AUGUSTA, Ga. -- At 10:03 a.m. this morning, a friend back home texted me two words: "Go tiger." Her note is a timely reminder that if Tiger Woods wins this Masters, it's a big story, a story that might cause creative artists of the keyboard to spin it warm and fuzzy, all "comeback," "courage," and "redemption." Within the hour, for instance, I was asked, "If Tiger wins, how does that compare to Jack winning in '86?"
There's no comparison. Jack's victory was universally celebrated. A long and distinguished career, thought to be in its ceremonial stages, suddenly became an athlete's greatest moment, a final-act reminder of the brilliance that had lit up the stage for 25 years. It had been six years since Jack's last victory in a major, two years since he'd won anything, and he was 46 years old, a grandfather in slacks too tight by a size or two.
Tiger hasn't won in a year and a half, so there is that if you want to speak of a quote-comeback-unquote. But it's not as if time has done its work; he's an athlete in his prime, a dozen years younger than Nicklaus in '86. Woods is coming back from an abyss of his own making: a confession of serial adultery, a stint in a sexual-addiction clinic, divorce from the mother of his two children.

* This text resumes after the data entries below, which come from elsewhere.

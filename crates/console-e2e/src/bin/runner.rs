// Manual scenario runner
//
// Runs one named scenario against a live console, for test development
// and for poking at a deployment without the full test harness. All
// configuration comes in through flags; there are no baked-in hosts.

use std::path::PathBuf;
use std::time::Instant;

use clap::{Parser, ValueEnum};
use tracing::{error, info};
use tracing_subscriber::EnvFilter;
use tracing_subscriber::fmt::writer::MakeWriterExt;

use console_e2e::config::{
    BrowserConfig, Config, ConsoleVariant, DEFAULT_BASE_URL, DEFAULT_CONSOLE_IP,
    DEFAULT_CONSOLE_PORT, DEFAULT_WEBDRIVER_URL,
};
use console_e2e::pages::LogsPage;
use console_e2e::{Error, ErrorKind, Session, flows};

#[derive(Debug, Clone, Copy, ValueEnum)]
enum Scenario {
    /// Log in with the configured router details
    Connect,
    /// Log in, expand the Overview tree, navigate away and back
    OverviewTree,
    /// Log in, expand the Entities tree, navigate away and back
    EntitiesTree,
    /// Open the bookmarked logs page and report whether it activates
    Logs,
}

#[derive(Parser)]
#[command(
    name = "runner",
    about = "Manual scenario runner for the console test suite"
)]
struct Args {
    /// Drive a local Chrome through chromedriver (the default)
    #[arg(long)]
    local_chrome: bool,

    /// Take the browser from a remote Selenium hub instead
    #[arg(long, conflicts_with = "local_chrome")]
    hub_url: Option<String>,

    /// IP for connecting to the console
    #[arg(long, default_value = DEFAULT_CONSOLE_IP)]
    console_ip: String,

    /// Router port typed into the connect form
    #[arg(long, default_value_t = DEFAULT_CONSOLE_PORT)]
    console_port: u16,

    /// Type of console, either hawtio or stand-alone
    #[arg(long, default_value = "hawtio")]
    console: ConsoleVariant,

    /// Root URL the console is served from
    #[arg(long, default_value = DEFAULT_BASE_URL)]
    base_url: String,

    /// chromedriver endpoint for --local-chrome
    #[arg(long, default_value = DEFAULT_WEBDRIVER_URL)]
    webdriver_url: String,

    /// Chrome binary override, when not on PATH
    #[arg(long)]
    chrome_binary: Option<PathBuf>,

    /// Run the local browser headless
    #[arg(long)]
    headless: bool,

    /// Directory failure screenshots are written into
    #[arg(long, default_value = ".")]
    screenshot_dir: PathBuf,

    #[arg(long, value_enum, default_value_t = Scenario::Connect)]
    scenario: Scenario,

    #[arg(short, long)]
    verbose: bool,
}

impl Args {
    fn into_config(self) -> (Config, Scenario) {
        let browser = match (self.local_chrome, &self.hub_url) {
            (false, Some(hub_url)) => BrowserConfig::RemoteHub {
                hub_url: hub_url.clone(),
            },
            _ => BrowserConfig::LocalChrome {
                webdriver_url: self.webdriver_url.clone(),
                binary: self.chrome_binary.clone(),
                headless: self.headless,
            },
        };
        let config = Config {
            base_url: self.base_url,
            console_ip: self.console_ip,
            console_port: self.console_port,
            variant: self.console,
            browser,
            screenshot_dir: self.screenshot_dir,
        };
        (config, self.scenario)
    }
}

fn init_logging(verbose: bool) {
    // RUST_LOG overrides; otherwise the -v flag picks the level
    let default_level = if verbose { "debug" } else { "info" };
    let env_filter =
        EnvFilter::try_from_default_env().unwrap_or_else(|_| EnvFilter::new(default_level));

    let stderr = std::io::stderr.with_max_level(tracing::Level::TRACE);

    tracing_subscriber::fmt()
        .with_env_filter(env_filter)
        .with_writer(stderr)
        .compact()
        .init();
}

#[tokio::main]
async fn main() {
    let args = Args::parse();
    init_logging(args.verbose);

    if let Err(err) = run(args).await {
        error!(error = %err, "scenario failed");
        std::process::exit(1);
    }
}

async fn run(args: Args) -> anyhow::Result<()> {
    let (config, scenario) = args.into_config();

    let session = Session::connect(&config.browser).await?;
    let started = Instant::now();

    let result = run_scenario(scenario, &session, &config).await;
    if result.is_err() {
        match session
            .save_screenshot(&config.screenshot_dir, "runner", "failure")
            .await
        {
            Ok(path) => info!(path = %path.display(), "failure screenshot saved"),
            Err(err) => error!(error = %err, "could not capture failure screenshot"),
        }
    }
    info!(elapsed = ?started.elapsed(), "run finished");

    session.close().await?;
    result?;
    Ok(())
}

async fn run_scenario(
    scenario: Scenario,
    session: &Session,
    config: &Config,
) -> console_e2e::Result<()> {
    match scenario {
        Scenario::Connect => {
            flows::log_in(session, config).await?;
            info!("login succeeded");
        }
        Scenario::OverviewTree => {
            let page = flows::open_overview(session, config).await?;
            page.expand_all().await?;
            let page = flows::navigate_away_and_back(session, config, page).await?;
            let expanded = page.expanded_nodes().await?.len();
            if expanded != page.node_count() {
                return Err(Error::Assertion(format!(
                    "{expanded} of {} overview tree nodes stayed expanded",
                    page.node_count()
                )));
            }
            info!("overview tree expanded and survived navigation");
        }
        Scenario::EntitiesTree => {
            let page = flows::open_entities(session, config).await?;
            page.expand_all().await?;
            let page = flows::navigate_away_and_back(session, config, page).await?;
            let expanded = page.expanded_nodes().await?.len();
            if expanded != page.node_count() {
                return Err(Error::Assertion(format!(
                    "{expanded} of {} entities tree nodes stayed expanded",
                    page.node_count()
                )));
            }
            info!("entities tree expanded and survived navigation");
        }
        Scenario::Logs => {
            let logs = LogsPage::open(session, config.variant, &config.base_url).await?;
            match logs.wait_until_active().await {
                Ok(()) => info!("logs page activated"),
                Err(err) if err.kind() == ErrorKind::Timeout => {
                    info!("logs nav entry never activated (DISPATCH-433 still reproduces)");
                }
                Err(err) => return Err(err),
            }
        }
    }
    session.require_no_script_errors().await
}
// Connect page facade
//
// The login screen of the console: host and port inputs plus a connect
// button. Construction waits for the frameworks to settle and for the
// form to actually render, so scenarios never see the empty
// toolbar-only page a half-loaded console serves.

use std::time::Duration;

use thirtyfour::{By, Key, WebElement};

use crate::config::ConsoleVariant;
use crate::error::{Error, Result};
use crate::pages::{ELEMENT_TIMEOUT, NAV_TIMEOUT, wait_for_frameworks};
use crate::session::Session;

/// Budget for the error-banner text wait.
const ERROR_BANNER_TIMEOUT: Duration = Duration::from_secs(10);

pub struct ConnectPage<'a> {
    session: &'a Session,
    variant: ConsoleVariant,
}

impl<'a> ConnectPage<'a> {
    /// Navigates to the connect page and waits for the form to render.
    pub async fn open(
        session: &'a Session,
        variant: ConsoleVariant,
        base_url: &str,
    ) -> Result<ConnectPage<'a>> {
        session.goto(&variant.connect_url(base_url)).await?;
        let page = Self { session, variant };
        page.wait_for_frameworks().await?;

        // ensure the whole form is in the page
        page.host().await?;
        page.port().await?;
        page.connect_button().await?;

        Ok(page)
    }

    /// Attaches to an already loaded connect page.
    pub fn attach(session: &'a Session, variant: ConsoleVariant) -> ConnectPage<'a> {
        Self { session, variant }
    }

    /// Waits for the Connect entry in the top bar to become active.
    pub async fn wait_until_active(session: &Session, variant: ConsoleVariant) -> Result<()> {
        session
            .wait_element_present(By::Css(variant.selectors().connect_nav_active), NAV_TIMEOUT)
            .await?;
        Ok(())
    }

    pub async fn wait_for_frameworks(&self) -> Result<()> {
        wait_for_frameworks(self.session, self.variant).await
    }

    pub async fn host(&self) -> Result<WebElement> {
        self.session
            .wait_element_visible(By::Name(self.variant.selectors().host_field), ELEMENT_TIMEOUT)
            .await
    }

    pub async fn port(&self) -> Result<WebElement> {
        self.session
            .wait_element_visible(By::Name(self.variant.selectors().port_field), ELEMENT_TIMEOUT)
            .await
    }

    pub async fn connect_button(&self) -> Result<WebElement> {
        self.session
            .find(By::Css(self.variant.selectors().connect_button))
            .await
    }

    /// Types connection details into the form. Either field may be left
    /// alone; both are cleared first, with framework settles between the
    /// keystrokes the way the live form expects them.
    pub async fn fill_connection(&self, host: Option<&str>, port: Option<&str>) -> Result<()> {
        self.host().await?.clear().await?;
        self.wait_for_frameworks().await?;
        if let Some(host) = host {
            self.host().await?.send_keys(host).await?;
            self.wait_for_frameworks().await?;
        }
        self.port().await?.clear().await?;
        if let Some(port) = port {
            self.port().await?.send_keys(port).await?;
        }
        Ok(())
    }

    /// Clicks the connect button.
    pub async fn submit(&self) -> Result<()> {
        self.connect_button().await?.click().await?;
        Ok(())
    }

    /// Submits the form by pressing Enter in the port field.
    pub async fn submit_with_enter(&self) -> Result<()> {
        self.port().await?.send_keys(Key::Enter + "").await?;
        Ok(())
    }

    /// Waits for the connection-error banner to show `message` exactly.
    pub async fn wait_error_message(&self, message: &str) -> Result<()> {
        let banner = By::Css(self.variant.selectors().error_banner);
        self.session
            .wait_text_present(banner.clone(), message, ERROR_BANNER_TIMEOUT)
            .await?;

        let error = self.session.find(banner).await?;
        let text = error.text().await?;
        if text != message {
            return Err(Error::Assertion(format!(
                "expected error banner {message:?}, found {text:?}"
            )));
        }
        if !error.is_displayed().await? {
            return Err(Error::Assertion(format!(
                "error banner {message:?} is present but not displayed"
            )));
        }
        Ok(())
    }
}
// Polling and retry primitives
//
// The console front-end is rendered by jQuery and Angular, which keep
// mutating the DOM after navigation. Everything the page facades do is
// built on these two mechanisms: wait for an observable condition to
// become true, and re-run an interaction from scratch when the page
// replaced an element mid-flight.

use std::future::Future;
use std::time::{Duration, Instant};

use crate::error::{Error, ErrorKind, Result};

/// Default budget for [`wait_for`]
pub const DEFAULT_POLL_TIMEOUT: Duration = Duration::from_secs(10);

/// Default interval between probe evaluations
pub const DEFAULT_POLL_INTERVAL: Duration = Duration::from_millis(300);

/// Default attempt budget for [`retry_on`]
pub const DEFAULT_RETRY_BUDGET: usize = 50;

/// Timeout/interval pair for [`wait_for`].
#[derive(Debug, Clone, Copy)]
pub struct PollOptions {
    pub timeout: Duration,
    pub poll_interval: Duration,
}

impl Default for PollOptions {
    fn default() -> Self {
        Self {
            timeout: DEFAULT_POLL_TIMEOUT,
            poll_interval: DEFAULT_POLL_INTERVAL,
        }
    }
}

impl PollOptions {
    pub fn new(timeout: Duration, poll_interval: Duration) -> Self {
        Self {
            timeout,
            poll_interval,
        }
    }

    /// Default interval with a caller-supplied timeout.
    pub fn timeout(timeout: Duration) -> Self {
        Self {
            timeout,
            ..Self::default()
        }
    }
}

/// Repeatedly evaluates `probe` until it returns true or `opts.timeout`
/// elapses.
///
/// The probe is treated as opaque; it may run scripts against the live
/// session. Returns as soon as the probe first reports true. A false
/// probe sleeps one interval and re-evaluates, so failure comes no
/// earlier than the timeout and no later than one interval past it. A
/// probe error propagates immediately.
///
/// `condition` is a human-readable description carried into the
/// [`Error::Timeout`] diagnostic.
pub async fn wait_for<F, Fut>(condition: &str, opts: PollOptions, mut probe: F) -> Result<()>
where
    F: FnMut() -> Fut,
    Fut: Future<Output = Result<bool>>,
{
    let start = Instant::now();
    loop {
        if probe().await? {
            return Ok(());
        }
        let waited = start.elapsed();
        if waited >= opts.timeout {
            return Err(Error::Timeout {
                condition: condition.to_string(),
                waited,
            });
        }
        tokio::time::sleep(opts.poll_interval).await;
    }
}

/// Invokes `op` until it succeeds, absorbing failures of exactly the
/// declared transient `kind`.
///
/// First success wins. An error of any other kind propagates unchanged
/// after a single invocation. Retries are immediate, with no backoff;
/// after `budget` failing invocations the retrier gives up with
/// [`Error::ExhaustedRetries`].
///
/// The operation may have performed partial work before failing (a
/// half-done click, say); nothing is rolled back here, so operations
/// handed to this function must be idempotent or resumable.
pub async fn retry_on<T, F, Fut>(kind: ErrorKind, budget: usize, mut op: F) -> Result<T>
where
    F: FnMut() -> Fut,
    Fut: Future<Output = Result<T>>,
{
    let mut attempts = 0;
    loop {
        if attempts == budget {
            return Err(Error::ExhaustedRetries { attempts, kind });
        }
        attempts += 1;
        match op().await {
            Err(err) if err.kind() == kind => continue,
            other => return other,
        }
    }
}
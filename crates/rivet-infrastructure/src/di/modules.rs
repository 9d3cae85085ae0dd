//! Infrastructure module
//!
//! Binds the loaded configuration and the SSE services.

use crate::config::AppConfig;
use rivet_application::{Binder, Module, Resolver};
use rivet_domain::error::Result;
use rivet_providers::{Sse, SseBroadcaster};
use std::sync::Arc;

/// Module binding `AppConfig`, `Sse` and a shared `SseBroadcaster`
#[derive(Debug, Clone)]
pub struct InfrastructureModule {
    config: Arc<AppConfig>,
}

impl InfrastructureModule {
    /// Module for the given configuration
    pub fn new(config: Arc<AppConfig>) -> Self {
        Self { config }
    }
}

impl Module for InfrastructureModule {
    fn name(&self) -> &str {
        "infrastructure"
    }

    fn configure(&self, binder: &mut Binder<'_>) -> Result<()> {
        binder
            .bind::<AppConfig>()
            .to_instance(Arc::clone(&self.config))?;

        let options = self.config.sse.options();
        binder
            .bind::<Sse>()
            .singleton()
            .to_provider(move |_: &Resolver<'_>| Ok(Arc::new(Sse::new(options))))?;

        binder
            .bind::<SseBroadcaster>()
            .singleton()
            .to_provider(|resolver: &Resolver<'_>| Ok(Arc::new(resolver.get::<Sse>()?.new_broadcaster())))?;

        Ok(())
    }
}
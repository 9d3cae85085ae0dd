//! Remote factory providers
//!
//! | Provider | Protocols | Feature |
//! |----------|-----------|---------|
//! | [`HttpRemoteFactoryProvider`] | `http`, `https` | `remote-http` |
//!
//! Providers register themselves in the application layer's
//! `REMOTE_FACTORY_PROVIDERS` slice and are picked up at container
//! assembly.

#[cfg(feature = "remote-http")]
pub mod http;
pub mod properties;

#[cfg(feature = "remote-http")]
pub use http::{HttpRemoteFactory, HttpRemoteFactoryProvider, HttpRemoteTransport};
pub use properties::StaticPropertyProvider;
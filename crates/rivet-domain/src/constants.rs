//! Domain constants
//!
//! Annotation marker names recognised by the capability adapter. Scanners
//! report annotations by these names; several names may map to the same
//! capability when an older marker namespace is still in use.

// ============================================================================
// ANNOTATION MARKERS
// ============================================================================

/// Current remote-exposure marker
pub const REMOTE_MARKER: &str = "rivet::Remote";

/// Legacy remote-exposure marker, treated exactly like [`REMOTE_MARKER`]
pub const LEGACY_REMOTE_MARKER: &str = "rivet::rmi::Remote";

/// Resource path marker for REST resources and path-mapped methods
pub const PATH_MARKER: &str = "rivet::Path";

/// Legacy resource path marker
pub const LEGACY_PATH_MARKER: &str = "rivet::rest::Path";

/// Marker for classes that are client-side proxies of a remote interface
pub const REMOTE_CLIENT_MARKER: &str = "rivet::RemoteClient";

/// Marker carrying an explicit scope attribute
pub const SCOPE_MARKER: &str = "rivet::Scope";

/// Marker excluding a method from remote exposure
pub const LOCAL_MARKER: &str = "rivet::Local";

// ============================================================================
// ANNOTATION ATTRIBUTES
// ============================================================================

/// Attribute holding an annotation's primary value (paths, scope names)
pub const VALUE_ATTRIBUTE: &str = "value";

/// Attribute holding a remote URL on [`REMOTE_CLIENT_MARKER`]
pub const URL_ATTRIBUTE: &str = "url";

// ============================================================================
// PROTOCOLS
// ============================================================================

/// Separator between protocol and address in a remote URL
pub const PROTOCOL_SEPARATOR: &str = "://";
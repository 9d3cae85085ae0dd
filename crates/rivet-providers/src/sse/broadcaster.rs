//! SSE broadcaster
//!
//! Fans an event out to every registered sink. The subscriber set is the
//! only shared mutable state; register, unregister, close and a broadcast
//! pass are serialized on one async mutex, so a pass never observes a
//! half-updated set and consecutive broadcasts reach each sink in
//! submission order.

use futures::future::join_all;
use rivet_domain::ports::EventSink;
use rivet_domain::value_objects::OutboundEvent;
use std::fmt;
use std::sync::Arc;
use tokio::sync::Mutex;
use tracing::{debug, warn};
use uuid::Uuid;

struct Subscriber {
    id: Uuid,
    sink: Arc<dyn EventSink>,
}

/// Outcome of one broadcast pass
#[derive(Debug, Clone, Copy, Default, PartialEq, Eq)]
pub struct BroadcastReport {
    /// Sinks that accepted the event
    pub delivered: usize,
    /// Sinks that failed and were removed
    pub dropped: usize,
}

impl BroadcastReport {
    /// Whether every subscriber failed (and there was at least one)
    pub fn all_failed(&self) -> bool {
        self.delivered == 0 && self.dropped > 0
    }
}

/// Set of subscriber sinks receiving broadcast events
#[derive(Default)]
pub struct SseBroadcaster {
    subscribers: Mutex<Vec<Subscriber>>,
}

impl SseBroadcaster {
    /// Empty broadcaster
    pub fn new() -> Self {
        Self::default()
    }

    /// Add a sink; returns the id used to unregister it
    pub async fn register(&self, sink: Arc<dyn EventSink>) -> Uuid {
        let id = Uuid::new_v4();
        let mut subscribers = self.subscribers.lock().await;
        subscribers.push(Subscriber { id, sink });
        debug!(subscriber = %id, total = subscribers.len(), "Subscriber registered");
        id
    }

    /// Remove a sink without closing it
    pub async fn unregister(&self, id: Uuid) -> bool {
        let mut subscribers = self.subscribers.lock().await;
        let before = subscribers.len();
        subscribers.retain(|s| s.id != id);
        before != subscribers.len()
    }

    /// Send an event to every open sink
    ///
    /// A failing sink does not stop delivery to the others; it is removed
    /// from the set after the attempt. Never fails: when every sink fails
    /// the condition is logged as a warning.
    pub async fn broadcast(&self, event: &OutboundEvent) -> BroadcastReport {
        let mut subscribers = self.subscribers.lock().await;

        let outcomes = join_all(subscribers.iter().map(|subscriber| async move {
            if subscriber.sink.is_closed() {
                return Err(rivet_domain::Error::ChannelClosed);
            }
            subscriber.sink.send(event).await
        }))
        .await;

        let mut failed = Vec::new();
        for (subscriber, outcome) in subscribers.iter().zip(outcomes) {
            if let Err(e) = outcome {
                debug!(subscriber = %subscriber.id, error = %e, "Dropping subscriber");
                failed.push(subscriber.id);
            }
        }
        subscribers.retain(|s| !failed.contains(&s.id));

        let report = BroadcastReport {
            delivered: subscribers.len(),
            dropped: failed.len(),
        };
        if report.all_failed() {
            warn!(dropped = report.dropped, event = ?event.name(), "Broadcast failed on every subscriber");
        } else {
            debug!(delivered = report.delivered, dropped = report.dropped, "Event broadcast");
        }
        report
    }

    /// Close every sink and empty the set
    pub async fn close(&self) {
        let mut subscribers = self.subscribers.lock().await;
        join_all(subscribers.iter().map(|s| s.sink.close())).await;
        debug!(closed = subscribers.len(), "Broadcaster closed");
        subscribers.clear();
    }

    /// Number of registered sinks
    pub async fn subscriber_count(&self) -> usize {
        self.subscribers.lock().await.len()
    }
}

impl fmt::Debug for SseBroadcaster {
    fn fmt(&self, f: &mut fmt::Formatter<'_>) -> fmt::Result {
        let count = self.subscribers.try_lock().map(|s| s.len()).ok();
        f.debug_struct("SseBroadcaster")
            .field("subscribers", &count)
            .finish()
    }
}
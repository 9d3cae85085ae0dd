//! Configuration loader tests

use rivet_application::CollisionPolicy;
use rivet_domain::Error;
use rivet_infrastructure::config::{
    AppConfig, ConfigBuilder, ConfigLoader, LoggingConfig, RemoteConfig, SseConfig,
};
use rivet_infrastructure::constants::DEFAULT_LOG_LEVEL;
use std::time::Duration;
use tempfile::TempDir;

/// Loader isolated from the process environment and the working directory
fn isolated_loader(temp_dir: &TempDir, prefix: &str) -> ConfigLoader {
    ConfigLoader::new()
        .with_config_path(temp_dir.path().join("missing.toml"))
        .with_env_prefix(prefix)
}

fn write_config(temp_dir: &TempDir, content: &str) -> std::path::PathBuf {
    let path = temp_dir.path().join("rivet.toml");
    std::fs::write(&path, content).unwrap();
    path
}

#[test]
fn test_missing_file_yields_defaults() {
    let temp_dir = TempDir::new().unwrap();
    let config = isolated_loader(&temp_dir, "RIVET_TEST_DEFAULTS").load().unwrap();

    assert_eq!(config, AppConfig::default());
    assert_eq!(config.logging.level, DEFAULT_LOG_LEVEL);
    assert_eq!(config.container.protocol_collision, CollisionPolicy::Fail);
    assert!(!config.container.eager_singletons);
}

#[test]
fn test_toml_file_overrides_defaults() {
    let temp_dir = TempDir::new().unwrap();
    let path = write_config(
        &temp_dir,
        r#"
[logging]
level = "debug"
json_format = true

[container]
eager_singletons = true
protocol_collision = "first_wins"

[sse]
channel_capacity = 8
"#,
    );

    let config = ConfigLoader::new()
        .with_config_path(&path)
        .with_env_prefix("RIVET_TEST_TOML")
        .load()
        .unwrap();

    assert_eq!(config.logging.level, "debug");
    assert!(config.logging.json_format);
    assert!(config.container.eager_singletons);
    assert_eq!(config.container.protocol_collision, CollisionPolicy::FirstWins);
    assert_eq!(config.sse.channel_capacity, 8);
    // untouched sections keep their defaults
    assert_eq!(config.remote, RemoteConfig::default());
    assert_eq!(config.sse.send_timeout_ms, SseConfig::default().send_timeout_ms);
}

#[test]
#[allow(unsafe_code)]
fn test_env_overrides_file() {
    let temp_dir = TempDir::new().unwrap();
    let path = write_config(&temp_dir, "[sse]\nchannel_capacity = 8\n");

    // Prefix unique to this test so parallel tests never observe it
    unsafe {
        std::env::set_var("RIVET_TEST_ENV_SSE__CHANNEL_CAPACITY", "16");
        std::env::set_var("RIVET_TEST_ENV_REMOTE__TIMEOUT_SECS", "3");
    }

    let config = ConfigLoader::new()
        .with_config_path(&path)
        .with_env_prefix("RIVET_TEST_ENV")
        .load()
        .unwrap();

    assert_eq!(config.sse.channel_capacity, 16);
    assert_eq!(config.remote.timeout_secs, 3);
}

#[test]
fn test_zero_channel_capacity_is_rejected() {
    let temp_dir = TempDir::new().unwrap();
    let path = write_config(&temp_dir, "[sse]\nchannel_capacity = 0\n");

    let result = ConfigLoader::new()
        .with_config_path(&path)
        .with_env_prefix("RIVET_TEST_ZERO")
        .load();

    assert!(matches!(result, Err(Error::Configuration { .. })));
}

#[test]
fn test_invalid_log_level_is_rejected() {
    let temp_dir = TempDir::new().unwrap();
    let path = write_config(&temp_dir, "[logging]\nlevel = \"loud\"\n");

    let err = ConfigLoader::new()
        .with_config_path(&path)
        .with_env_prefix("RIVET_TEST_LEVEL")
        .load()
        .unwrap_err();

    assert!(err.to_string().contains("Invalid log level"));
}

#[test]
fn test_unknown_collision_policy_is_rejected() {
    let temp_dir = TempDir::new().unwrap();
    let path = write_config(&temp_dir, "[container]\nprotocol_collision = \"last_wins\"\n");

    let result = ConfigLoader::new()
        .with_config_path(&path)
        .with_env_prefix("RIVET_TEST_POLICY")
        .load();

    assert!(matches!(result, Err(Error::Configuration { .. })));
}

#[test]
fn test_save_then_load() {
    let temp_dir = TempDir::new().unwrap();
    let path = temp_dir.path().join("saved.toml");

    let original = ConfigBuilder::new()
        .with_logging(LoggingConfig {
            level: "warn".to_string(),
            json_format: true,
            file_output: Some(temp_dir.path().join("logs").join("rivet.log")),
        })
        .with_protocol_collision(CollisionPolicy::FirstWins)
        .with_eager_singletons(true)
        .build();

    let loader = ConfigLoader::new()
        .with_config_path(&path)
        .with_env_prefix("RIVET_TEST_SAVE");
    loader.save_to_file(&original, &path).unwrap();

    assert_eq!(loader.config_path(), Some(path.as_path()));
    assert_eq!(loader.load().unwrap(), original);
}

#[test]
fn test_sections_convert_to_runtime_options() {
    let sse = SseConfig {
        channel_capacity: 4,
        send_timeout_ms: 250,
        reconnect_delay_ms: 1500,
    };
    let options = sse.options();
    assert_eq!(options.channel_capacity, 4);
    assert_eq!(options.send_timeout, Duration::from_millis(250));
    assert_eq!(options.reconnect_delay, Duration::from_millis(1500));

    let remote = RemoteConfig {
        timeout_secs: 7,
        connect_timeout_secs: 2,
        user_agent: "orders/1.0".to_string(),
    };
    let provider_config = remote.provider_config();
    assert_eq!(provider_config.timeout_secs, 7);
    assert_eq!(provider_config.connect_timeout_secs, 2);
    assert_eq!(provider_config.user_agent, "orders/1.0");
}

This isn't Hogan after the Greyhound. It's not Jack one last time, cause for celebration so raucous it set magnolia leaves to quivering. Tiger's winning this time would be cause for the sound of one hand clapping.
Update: Woods shot 74 Saturday. Thirty-two of the field's 49 players had better scores. He is seven shots behind leader Rory McIlroy. He has played eight straight majors without winning one. That is his longest dry spell since he went 0-for-10 through the British of 2002 to the '04 PGA. Asked after his round Saturday if he could still win this Masters, Woods said, "Absolutely."